# Mytana systems



## smythers1968 (Feb 4, 2009)

Looking at a new machine, friend has a new Mytana, 1 drum 80' 9/16, 1 drum 125' 9/16 and a sink drum 80' 3/8. All hollow cable. 

Anyone ever use a Mytana sewer machine?

9/16 cable for running line with roots....pros and cons please

Thanks in advance for your time

Jeff


----------



## ChrisConnor (Dec 31, 2009)

smythers1968 said:


> Looking at a new machine, friend has a new Mytana, 1 drum 80' 9/16, 1 drum 125' 9/16 and a sink drum 80' 3/8. All hollow cable.
> 
> Anyone ever use a Mytana sewer machine?
> 
> ...


5/8" is the minimum standard for cutting roots. 9/16" is just too light at distance.


----------



## smythers1968 (Feb 4, 2009)

That's my out look as well.

Guy selling it says shouldn't be a problem with 9/16. I know it gets heavy using 3/4 but that's what I like to use.

Any experience with mytana machines?


----------



## ChrisConnor (Dec 31, 2009)

I've used practically every machine they make with the exception of the new M888 and M500. 

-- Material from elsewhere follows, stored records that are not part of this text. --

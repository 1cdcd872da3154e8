//! Category → background color table and color parsing.
//!
//! The table is seeded once at startup and never mutated; lookups are total
//! and unknown categories fall back to white.

use std::collections::HashMap;

use image::Rgb;
use once_cell::sync::Lazy;

pub const DEFAULT_BACKGROUND: &str = "white";

static CATEGORY_COLORS: Lazy<HashMap<&'static str, &'static str>> = Lazy::new(|| {
    HashMap::from([
        ("AX7", "Yellow"),
        ("Deftones", "Yellow"),
        ("Korn", "Yellow"),
        ("LNT", "White"),
        ("System of a Down Crew", "black"),
        ("Polyphia", "white"),
        ("Wisp", "white"),
        ("Locals", "lightblue"),
    ])
});

/// Background color name for a category. Never fails: unknown categories get
/// [`DEFAULT_BACKGROUND`].
pub fn background_for(category: &str) -> &'static str {
    CATEGORY_COLORS
        .get(category)
        .copied()
        .unwrap_or(DEFAULT_BACKGROUND)
}

/// Resolve a color name (or `#rrggbb` literal) to RGB. Unknown names paint
/// white rather than erroring, matching the category table's fallback.
pub fn parse_color(name: &str) -> Rgb<u8> {
    let name = name.trim();
    if let Some(hex_part) = name.strip_prefix('#') {
        if hex_part.len() == 6 {
            if let Ok(b) = hex::decode(hex_part) {
                return Rgb([b[0], b[1], b[2]]);
            }
        }
        return Rgb([255, 255, 255]);
    }
    match name.to_ascii_lowercase().as_str() {
        "white" => Rgb([255, 255, 255]),
        "black" => Rgb([0, 0, 0]),
        "yellow" => Rgb([255, 255, 0]),
        "lightblue" => Rgb([173, 216, 230]),
        "red" => Rgb([255, 0, 0]),
        "green" => Rgb([0, 128, 0]),
        "blue" => Rgb([0, 0, 255]),
        "gray" | "grey" => Rgb([128, 128, 128]),
        _ => Rgb([255, 255, 255]),
    }
}

/// Text fill and outline colors for a background name.
///
/// Black backgrounds get white text with a black outline; every other
/// background gets black text with a white outline. This is the only contrast
/// rule the product applies.
pub fn contrast_colors(background: &str) -> (Rgb<u8>, Rgb<u8>) {
    if background.eq_ignore_ascii_case("black") {
        (Rgb([255, 255, 255]), Rgb([0, 0, 0]))
    } else {
        (Rgb([0, 0, 0]), Rgb([255, 255, 255]))
    }
}
//! Text measurement for both font kinds.
//!
//! Scalable fonts report the tight ink bounding box of the laid-out string,
//! not the nominal line height; the offsets record where that box sits
//! relative to the layout origin so drawing can position the ink itself.
//! The fixed-size built-in font measures whole glyph cells at its integer
//! upscale factor, with zero offsets. Both paths guarantee a box of at least
//! 1×1 so centering math downstream never degenerates.

use rusttype::{point, Scale};

use super::builtin;
use super::font::{Face, ResolvedFont};

/// Ink bounding box of a string, plus the offset of the ink relative to the
/// glyph layout origin.
#[derive(Clone, Copy, Debug, Default, PartialEq, Eq, serde::Serialize)]
pub struct TextMetrics {
    pub width: u32,
    pub height: u32,
    pub x_offset: i32,
    pub y_offset: i32,
}

/// Measure `text` at the resolved font's size. Total: whitespace-only and
/// empty input yield a 1×1 box.
pub fn measure(font: &ResolvedFont, text: &str) -> TextMetrics {
    match &font.face {
        Face::Scalable(face) => measure_scalable(face, font.size, text),
        Face::Fixed => {
            let scale = builtin::scale_for(font.size);
            let (width, height) = builtin::measure(text, scale);
            TextMetrics { width, height, x_offset: 0, y_offset: 0 }
        }
    }
}

fn measure_scalable(face: &rusttype::Font<'static>, size: f32, text: &str) -> TextMetrics {
    let scale = Scale::uniform(size);
    let v_metrics = face.v_metrics(scale);

    let mut min_x = i32::MAX;
    let mut min_y = i32::MAX;
    let mut max_x = i32::MIN;
    let mut max_y = i32::MIN;
    for glyph in face.layout(text, scale, point(0.0, v_metrics.ascent)) {
        if let Some(bb) = glyph.pixel_bounding_box() {
            min_x = min_x.min(bb.min.x);
            min_y = min_y.min(bb.min.y);
            max_x = max_x.max(bb.max.x);
            max_y = max_y.max(bb.max.y);
        }
    }

    if min_x == i32::MAX {
        // No ink at all (empty, whitespace, or zero-extent glyphs).
        return TextMetrics { width: 1, height: 1, x_offset: 0, y_offset: 0 };
    }

    TextMetrics {
        width: ((max_x - min_x).max(1)) as u32,
        height: ((max_y - min_y).max(1)) as u32,
        x_offset: min_x,
        y_offset: min_y,
    }
}
//! Badge rendering pipeline: category color lookup, font resolution, text
//! measurement, placement, compositing, and JPEG encoding.

pub mod builtin;
pub mod colors;
pub mod font;
pub mod layout;
pub mod measure;

use image::{codecs::jpeg::JpegEncoder, ExtendedColorType, ImageEncoder, Rgb, RgbImage, RgbaImage};
use rusttype::{point, Scale};
use thiserror::Error;
use tracing::debug;

use self::font::{Face, FontResolver, ResolvedFont};
use self::layout::{Placement, CANVAS_HEIGHT, CANVAS_WIDTH};
use self::measure::TextMetrics;

/// Caller-facing default when no font size is supplied.
pub const DEFAULT_FONT_SIZE: u32 = 75;

const JPEG_QUALITY: u8 = 95;
const DPI: u16 = 300;

#[derive(Debug, Error)]
pub enum BadgeError {
    #[error("failed to decode foreground image: {0}")]
    ForegroundDecode(image::ImageError),
    #[error("failed to encode badge jpeg: {0}")]
    Encode(image::ImageError),
}

/// One badge render. Everything here lives for exactly one call to
/// [`render_badge`].
#[derive(Clone, Debug)]
pub struct BadgeRequest {
    /// Encoded foreground image, ideally PNG with alpha from the
    /// background-removal step.
    pub foreground: Vec<u8>,
    pub name: String,
    pub category: String,
    pub font_size: u32,
}

impl BadgeRequest {
    pub fn new(foreground: Vec<u8>, name: impl Into<String>, category: impl Into<String>) -> Self {
        Self {
            foreground,
            name: name.into(),
            category: category.into(),
            font_size: DEFAULT_FONT_SIZE,
        }
    }

    pub fn with_font_size(mut self, font_size: u32) -> Self {
        self.font_size = font_size.max(1);
        self
    }
}

/// What the render actually did, returned alongside the image so the caller
/// decides how to log or assert on it.
#[derive(Clone, Debug, serde::Serialize)]
pub struct RenderDiagnostics {
    pub font_source: String,
    pub font_scalable: bool,
    pub background: String,
    pub text: TextMetrics,
    pub text_x: i32,
    pub text_y: i32,
    pub photo_x: i32,
    pub photo_y: i32,
    pub photo_width: u32,
    pub photo_height: u32,
}

/// Render with the default font chain.
pub fn render_badge(request: &BadgeRequest) -> Result<(Vec<u8>, RenderDiagnostics), BadgeError> {
    render_badge_with(&FontResolver::default(), request)
}

/// Render a badge: 600×900 RGB canvas in the category color, the foreground
/// composited with alpha honored, and the name drawn with an 8-direction
/// outline stroke under the fill. Returns JPEG bytes (quality 95, 300 DPI
/// density) plus diagnostics.
pub fn render_badge_with(
    resolver: &FontResolver,
    request: &BadgeRequest,
) -> Result<(Vec<u8>, RenderDiagnostics), BadgeError> {
    let background = colors::background_for(&request.category);

    let decode_timer = crate::perf::stage("decode");
    let foreground = image::load_from_memory(&request.foreground)
        .map_err(BadgeError::ForegroundDecode)?
        .to_rgba8();
    drop(decode_timer);

    let font = {
        let _t = crate::perf::stage("resolve_font");
        resolver.resolve(request.font_size as f32)
    };
    let metrics = {
        let _t = crate::perf::stage("measure");
        measure::measure(&font, &request.name)
    };

    let (photo_w, photo_h) = layout::fit_photo(foreground.width(), foreground.height());
    let placement = layout::layout(photo_w, photo_h, &metrics, background);
    debug!(?placement, ?metrics, background, "badge layout");

    let composite_timer = crate::perf::stage("composite");
    let mut canvas: RgbImage =
        RgbImage::from_pixel(CANVAS_WIDTH, CANVAS_HEIGHT, colors::parse_color(background));

    let photo = if (photo_w, photo_h) == (foreground.width(), foreground.height()) {
        foreground
    } else {
        let filter = image::imageops::FilterType::Lanczos3;
        image::imageops::resize(&foreground, photo_w, photo_h, filter)
    };
    overlay_alpha(&mut canvas, &photo, placement.photo_x, placement.photo_y);

    draw_name(&mut canvas, &font, &request.name, &metrics, &placement);
    drop(composite_timer);

    let encode_timer = crate::perf::stage("encode");
    let mut buf = Vec::new();
    let enc = JpegEncoder::new_with_quality(&mut buf, JPEG_QUALITY);
    enc.write_image(canvas.as_raw(), CANVAS_WIDTH, CANVAS_HEIGHT, ExtendedColorType::Rgb8)
        .map_err(BadgeError::Encode)?;
    stamp_jfif_density(&mut buf, DPI);
    drop(encode_timer);

    let diagnostics = RenderDiagnostics {
        font_source: font.source.clone(),
        font_scalable: font.is_scalable(),
        background: background.to_string(),
        text: metrics,
        text_x: placement.text_x,
        text_y: placement.text_y,
        photo_x: placement.photo_x,
        photo_y: placement.photo_y,
        photo_width: placement.photo_width,
        photo_height: placement.photo_height,
    };
    Ok((buf, diagnostics))
}

/// Outline stroke at every ±1 offset, then the fill on top. A cheap
/// 8-direction approximation of a glyph outline.
fn draw_name(
    canvas: &mut RgbImage,
    font: &ResolvedFont,
    name: &str,
    metrics: &TextMetrics,
    placement: &Placement,
) {
    for dy in -1i32..=1 {
        for dx in -1i32..=1 {
            if (dx, dy) == (0, 0) {
                continue;
            }
            draw_text(
                canvas,
                font,
                name,
                metrics,
                placement.text_x + dx,
                placement.text_y + dy,
                placement.outline,
            );
        }
    }
    draw_text(canvas, font, name, metrics, placement.text_x, placement.text_y, placement.fill);
}

/// Draw `text` so its ink bounding box's top-left corner lands at `(x, y)`.
fn draw_text(
    img: &mut RgbImage,
    font: &ResolvedFont,
    text: &str,
    metrics: &TextMetrics,
    x: i32,
    y: i32,
    color: Rgb<u8>,
) {
    match &font.face {
        Face::Scalable(face) => {
            let scale = Scale::uniform(font.size);
            let v_metrics = face.v_metrics(scale);
            // Shift the layout origin so the measured ink box starts at (x, y).
            let origin = point(
                (x - metrics.x_offset) as f32,
                (y - metrics.y_offset) as f32 + v_metrics.ascent,
            );
            for glyph in face.layout(text, scale, origin) {
                if let Some(bb) = glyph.pixel_bounding_box() {
                    glyph.draw(|gx, gy, v| {
                        let px = gx as i32 + bb.min.x;
                        let py = gy as i32 + bb.min.y;
                        if px < 0 || py < 0 {
                            return;
                        }
                        let (px, py) = (px as u32, py as u32);
                        if px >= img.width() || py >= img.height() {
                            return;
                        }
                        if v <= 0.0 {
                            return;
                        }
                        let dst = img.get_pixel_mut(px, py);
                        let inv = 1.0 - v;
                        dst.0[0] = (color.0[0] as f32 * v + dst.0[0] as f32 * inv) as u8;
                        dst.0[1] = (color.0[1] as f32 * v + dst.0[1] as f32 * inv) as u8;
                        dst.0[2] = (color.0[2] as f32 * v + dst.0[2] as f32 * inv) as u8;
                    });
                }
            }
        }
        Face::Fixed => {
            builtin::draw(img, text, x, y, builtin::scale_for(font.size), color);
        }
    }
}

/// Alpha-composite `over` onto the RGB canvas at a signed position. Fully
/// transparent source pixels leave the canvas untouched; out-of-bounds
/// regions are clipped.
fn overlay_alpha(base: &mut RgbImage, over: &RgbaImage, x: i32, y: i32) {
    for oy in 0..over.height() {
        for ox in 0..over.width() {
            let p = over.get_pixel(ox, oy);
            let a = p.0[3] as f32 / 255.0;
            if a <= 0.0 {
                continue;
            }
            let bx = x + ox as i32;
            let by = y + oy as i32;
            if bx < 0 || by < 0 {
                continue;
            }
            let (bx, by) = (bx as u32, by as u32);
            if bx >= base.width() || by >= base.height() {
                continue;
            }
            let dst = base.get_pixel_mut(bx, by);
            let inv = 1.0 - a;
            dst.0[0] = (p.0[0] as f32 * a + dst.0[0] as f32 * inv) as u8;
            dst.0[1] = (p.0[1] as f32 * a + dst.0[1] as f32 * inv) as u8;
            dst.0[2] = (p.0[2] as f32 * a + dst.0[2] as f32 * inv) as u8;
        }
    }
}

/// Overwrite the JFIF APP0 density fields in place: units = dots-per-inch,
/// X/Y density = `dpi`. Leaves the buffer untouched if the encoder did not
/// emit a leading JFIF segment.
fn stamp_jfif_density(jpeg: &mut [u8], dpi: u16) {
    if jpeg.len() < 18 {
        return;
    }
    let has_jfif = jpeg[0] == 0xFF
        && jpeg[1] == 0xD8
        && jpeg[2] == 0xFF
        && jpeg[3] == 0xE0
        && &jpeg[6..11] == b"JFIF\0";
    if !has_jfif {
        return;
    }
    let [hi, lo] = dpi.to_be_bytes();
    jpeg[13] = 1; // density units: dots per inch
    jpeg[14] = hi;
    jpeg[15] = lo;
    jpeg[16] = hi;
    jpeg[17] = lo;
}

Which machine are you referring to?


----------



## smythers1968 (Feb 4, 2009)

The m755


----------



## smythers1968 (Feb 4, 2009)

So if you have ran them 

How do the rate? Would you purchase this one? $1800 is the price

What do you run now?


----------



## ChrisConnor (Dec 31, 2009)

That's a niche machine that fits an "in between" level of rodding, not enough power and durability for everyday roddings. The lighter the cable, the quicker it wears. 

My Tana makes solid equipment, but I use Gorlitz because of personal preference.

I wouldn't buy it for $1800. It's only $1499.00 when its new.


----------



## ChrisConnor (Dec 31, 2009)

smythers1968 said:


> That's my out look as well.
> 
> Guy selling it says shouldn't be a problem with 9/16. *I know it gets heavy using 3/4 but that's what I like to use.*
> 
> Any experience with mytana machines?



You won't fit 3/4 cable in that machine.


----------



## smythers1968 (Feb 4, 2009)

ChrisConnor said:


> That's a niche machine that fits an "in between" level of rodding, not enough power and durability for everyday roddings. The lighter the cable, the quicker it wears.
> 
> My Tana makes solid equipment, but I use Gorlitz because of personal preference.
> 
> I wouldn't buy it for $1800. It's only $1499.00 when its new.


I check out mytana site and had seen the basic machine for 1499, but it comes with the 1 drum 80' 9/16, 1 drum 125' 9/16 and a sink drum 80' 3/8. All hollow cable and auto feed, plus cutters and a leed cable. Total approx $2600

But, I was thinking it was a weak machine for what I wanted.

I think I will pass, thinks for the help.


----------



## saysflushable (Jun 15, 2009)

I have and have used an m755 with 9/16 cable. Don't do it it was a waste of my money. the cable is to small for roots and the machine is to wide to get through narrow doors. 

I now use the m81 with 11/16th cable, that is a great machine


----------



## smythers1968 (Feb 4, 2009)

Thanks for all the info.

So, from this I think I will keep on using my sewermaic 100. I think I will upgrade the auto feed and get another drum and keep on moving.

Thanks
Again


----------



## ChrisConnor (Dec 31, 2009)

The shop I worked for in '89 had a Sewermatic. We left it on the front porch and couldn't even get anyone to steal it.


----------